4,000 US Combat Deaths, and Just a Handful of Images - NY TimesSubmitted by Start Loving on Sat, 07/26/2008 - 9:21pm.
BAGHDAD — The case of a freelance photographer in Iraq who was barred from covering the Marines after he posted photos on the Internet of several of them dead has underscored what some journalists say is a growing effort by the American military to control graphic images from the war. (Full Article)
Zoriah Miller, the freelance photographer who took this image and others of marines killed in a June 26 suicide attack and posted them on his Web site, was subsequently forbidden to work in Marine Corps-controlled areas of Iraq. Maj. Gen. John Kelly, the Marine Corps commander in Iraq, is now seeking to have Mr. Miller barred from all United States military facilities throughout the world. Mr. Miller has since left Iraq.

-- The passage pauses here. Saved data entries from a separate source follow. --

use crate::codec::{Codec, EncoderProvider};
use crate::config::{Config, DEFAULT_MIN_SIZE, MAX_MIN_SIZE};
use crate::error::ConfigError;
use crate::filter::{ContentTypeFilter, FilterMode, Rules};
use crate::negotiate::Preference;
use crate::registry::CodecRegistry;
use crate::service::CompressionService;
use std::sync::Arc;
use tower::Layer;

/// A Tower layer that compresses HTTP response bodies.
///
/// This layer wraps services and compresses response bodies with the coding
/// negotiated from the client's `Accept-Encoding` header.
#[derive(Debug, Clone)]
pub struct CompressionLayer {
    config: Arc<Config>,
}

impl CompressionLayer {
    /// Creates a new compression layer with default settings: every
    /// compiled-in codec, a minimum size of [`DEFAULT_MIN_SIZE`] bytes, server
    /// preference and no content-type filter.
    pub fn new() -> Self {
        Self {
            config: Arc::new(Config::defaults()),
        }
    }

    /// Starts an empty configuration with no codecs registered.
    pub fn builder() -> CompressionLayerBuilder {
        CompressionLayerBuilder::new()
    }

    #[cfg(test)]
    pub(crate) fn config(&self) -> &Arc<Config> {
        &self.config
    }
}

impl Default for CompressionLayer {
    fn default() -> Self {
        Self::new()
    }
}

impl<S> Layer<S> for CompressionLayer {
    type Service = CompressionService<S>;

    fn layer(&self, inner: S) -> Self::Service {
        CompressionService::new(inner, Arc::clone(&self.config))
    }
}

enum PendingCodec {
    Builtin {
        provider: crate::codec::CodecProvider,
        priority: i32,
    },
    Custom {
        token: String,
        priority: i32,
        provider: Arc<dyn EncoderProvider>,
    },
}

/// Configures a [`CompressionLayer`].
///
/// Invalid options are remembered and reported by [`build`](Self::build), so a
/// misconfigured layer can never serve a request.
pub struct CompressionLayerBuilder {
    min_size: usize,
    content_types: Option<ContentTypeFilter>,
    preference: Preference,
    codecs: Vec<PendingCodec>,
    pool_capacity: Option<usize>,
    error: Option<ConfigError>,
}

impl CompressionLayerBuilder {
    /// An empty configuration: no codecs, minimum size 0, server preference.
    pub fn new() -> Self {
        Self {
            min_size: 0,
            content_types: None,
            preference: Preference::Server,
            codecs: Vec::new(),
            pool_capacity: None,
            error: None,
        }
    }

    /// The configuration of [`CompressionLayer::new`], to be adjusted further.
    pub fn with_defaults() -> Self {
        let mut builder = Self::new().min_size(DEFAULT_MIN_SIZE);
        for codec in Codec::ALL {
            builder = builder.codec(*codec);
        }
        builder
    }

    /// Sets the minimum body size required for compression.
    ///
    /// Up to this many bytes are buffered before deciding; shorter responses
    /// are sent uncompressed.
    pub fn min_size(mut self, size: usize) -> Self {
        if size > MAX_MIN_SIZE {
            self.record(ConfigError::MinSizeTooLarge {
                size,
                max: MAX_MIN_SIZE,
            });
        }
        self.min_size = size;
        self
    }

    /// Only compresses (`FilterMode::Allow`) or never compresses
    /// (`FilterMode::Deny`) the listed content types.
    pub fn content_types<I, S>(mut self, patterns: I, mode: FilterMode) -> Self
    where
        I: IntoIterator<Item = S>,
        S: AsRef<str>,
    {
        match ContentTypeFilter::new(patterns, mode) {
            Ok(filter) => self.content_types = Some(filter),
            Err(err) => self.record(err),
        }
        self
    }

    /// Chooses whose ranking wins when several codings are acceptable.
    pub fn prefer(mut self, preference: Preference) -> Self {
        self.preference = preference;
        self
    }

    /// Registers a custom encoder for `token` with a server-side priority.
    ///
    /// Registering an existing token replaces it.
    pub fn compressor<P>(mut self, token: &str, priority: i32, provider: P) -> Self
    where
        P: EncoderProvider,
    {
        self.codecs.push(PendingCodec::Custom {
            token: token.to_owned(),
            priority,
            provider: Arc::new(provider),
        });
        self
    }

    /// Registers a built-in codec at its default level and priority.
    pub fn codec(mut self, codec: Codec) -> Self {
        self.codecs.push(PendingCodec::Builtin {
            provider: codec.provider(),
            priority: codec.default_priority(),
        });
        self
    }

    /// Registers a built-in codec at a specific level, with its default priority.
    pub fn codec_level(mut self, codec: Codec, level: i32) -> Self {
        match codec.with_level(level) {
            Ok(provider) => self.codecs.push(PendingCodec::Builtin {
                provider,
                priority: codec.default_priority(),
            }),
            Err(err) => self.record(err),
        }
        self
    }

    /// Registers gzip at the given level (0–9).
    #[cfg(feature = "gzip")]
    pub fn gzip_level(self, level: i32) -> Self {
        self.codec_level(Codec::Gzip, level)
    }

    /// Registers deflate at the given level (0–9).
    #[cfg(feature = "deflate")]
    pub fn deflate_level(self, level: i32) -> Self {
        self.codec_level(Codec::Deflate, level)
    }

    /// Registers brotli at the given quality (0–11).
    #[cfg(feature = "brotli")]
    pub fn brotli_level(self, level: i32) -> Self {
        self.codec_level(Codec::Brotli, level)
    }

    /// Registers zstd at the given level (1–22).
    #[cfg(feature = "zstd")]
    pub fn zstd_level(self, level: i32) -> Self {
        self.codec_level(Codec::Zstd, level)
    }

    /// Caps the number of idle buffers and encoders kept for reuse.
    pub fn pool_capacity(mut self, capacity: usize) -> Self {
        self.pool_capacity = Some(capacity);
        self
    }

    /// Validates the configuration and builds the layer.
    pub fn build(self) -> Result<CompressionLayer, ConfigError> {
        if let Some(err) = self.error {
            return Err(err);
        }

        let mut registry = CodecRegistry::new();
        for codec in self.codecs {
            match codec {
                PendingCodec::Builtin { provider, priority } => {
                    registry.register_codec(provider, priority, self.pool_capacity);
                }
                PendingCodec::Custom {
                    token,
                    priority,
                    provider,
                } => registry.register(&token, priority, provider, self.pool_capacity)?,
            }
        }

        tracing::debug!(
            min_size = self.min_size,
            preference = ?self.preference,
            codecs = ?registry.iter().map(|r| r.token()).collect::<Vec<_>>(),
            "compression layer configured"
        );

        let rules = Rules {
            min_size: self.min_size,
            content_types: self.content_types,
        };
        Ok(CompressionLayer {
            config: Arc::new(Config::new(
                rules,
                self.preference,
                registry,
                self.pool_capacity,
            )),
        })
    }

    fn record(&mut self, err: ConfigError) {
        self.error.get_or_insert(err);
    }
}

impl Default for CompressionLayerBuilder {
    fn default() -> Self {
        Self::new()
    }
}

impl std::fmt::Debug for CompressionLayerBuilder {
    fn fmt(&self, f: &mut std::fmt::Formatter<'_>) -> std::fmt::Result {
        f.debug_struct("CompressionLayerBuilder")
            .field("min_size", &self.min_size)
            .field("content_types", &self.content_types)
            .field("preference", &self.preference)
            .field("codecs", &self.codecs.len())
            .field("pool_capacity", &self.pool_capacity)
            .field("error", &self.error)
            .finish()
    }
}

#[cfg(test)]
mod tests {
    use super::*;

    #[test]
    fn test_defaults_register_every_codec() {
        let layer = CompressionLayer::new();
        let config = layer.config();
        assert_eq!(config.registry.len(), Codec::ALL.len());
        assert_eq!(config.rules.min_size, DEFAULT_MIN_SIZE);
        assert_eq!(config.preference, Preference::Server);
        assert!(config.rules.content_types.is_none());
    }

    #[test]
    fn test_builder_with_defaults_matches_new() {
        let built = CompressionLayerBuilder::with_defaults().build().unwrap();
        let tokens = |layer: &CompressionLayer| {
            layer
                .config()
                .registry
                .iter()
                .map(|r| (r.token().to_owned(), r.priority()))
                .collect::<Vec<_>>()
        };
        assert_eq!(tokens(&built), tokens(&CompressionLayer::new()));
    }

    #[test]
    fn test_first_error_wins() {
        let err = CompressionLayer::builder()
            .content_types(["not-a-type"], FilterMode::Allow)
            .min_size(MAX_MIN_SIZE + 1)
            .build()
            .unwrap_err();
        assert!(matches!(err, ConfigError::InvalidContentType { .. }));
    }

    #[test]
    fn test_min_size_ceiling() {
        let err = CompressionLayer::builder()
            .min_size(MAX_MIN_SIZE + 1)
            .build()
            .unwrap_err();
        assert!(matches!(err, ConfigError::MinSizeTooLarge { .. }));
        assert!(CompressionLayer::builder().min_size(MAX_MIN_SIZE).build().is_ok());
    }

    #[test]
    #[cfg(feature = "gzip")]
    fn test_invalid_level_fails_build() {
        let err = CompressionLayerBuilder::with_defaults()
            .gzip_level(42)
            .build()
            .unwrap_err();
        assert!(matches!(err, ConfigError::InvalidLevel { codec: "gzip", .. }));
    }

    #[test]
    fn test_invalid_custom_token_fails_build() {
        use crate::codec::Encoder;

        let err = CompressionLayer::builder()
            .compressor("identity", 0, || -> Box<dyn Encoder> { unreachable!() })
            .build()
            .unwrap_err();
        assert!(matches!(err, ConfigError::InvalidToken { .. }));
    }

    #[test]
    #[cfg(all(feature = "gzip", feature = "brotli"))]
    fn test_level_override_keeps_position() {
        let layer = CompressionLayerBuilder::with_defaults()
            .gzip_level(9)
            .build()
            .unwrap();
        let registry = &layer.config().registry;
        let position = registry.iter().position(|r| r.token() == "gzip");
        let expected = Codec::ALL.iter().position(|c| *c == Codec::Gzip);
        assert_eq!(position, expected);
    }
}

In November 2004, Stefan Zaklin, a photographer then working for the European Pressphoto Agency, was embedded with a United States Army company. Mr. Zaklin photographed this soldier, who was shot and killed in Falluja, in a house used as a base by insurgents. The photograph ran in several European publications, and Mr. Zaklin was immediately banned from working with the unit.
Chris Hondros of Getty Images was with an army unit in Tal Afar on January 18, 2005, when its soldiers killed the parents of this blood-spattered girl at a checkpoint, and his photo was published around the world. Mr. Hondros was kicked out of the unit, though he soon became embedded with a unit in another city.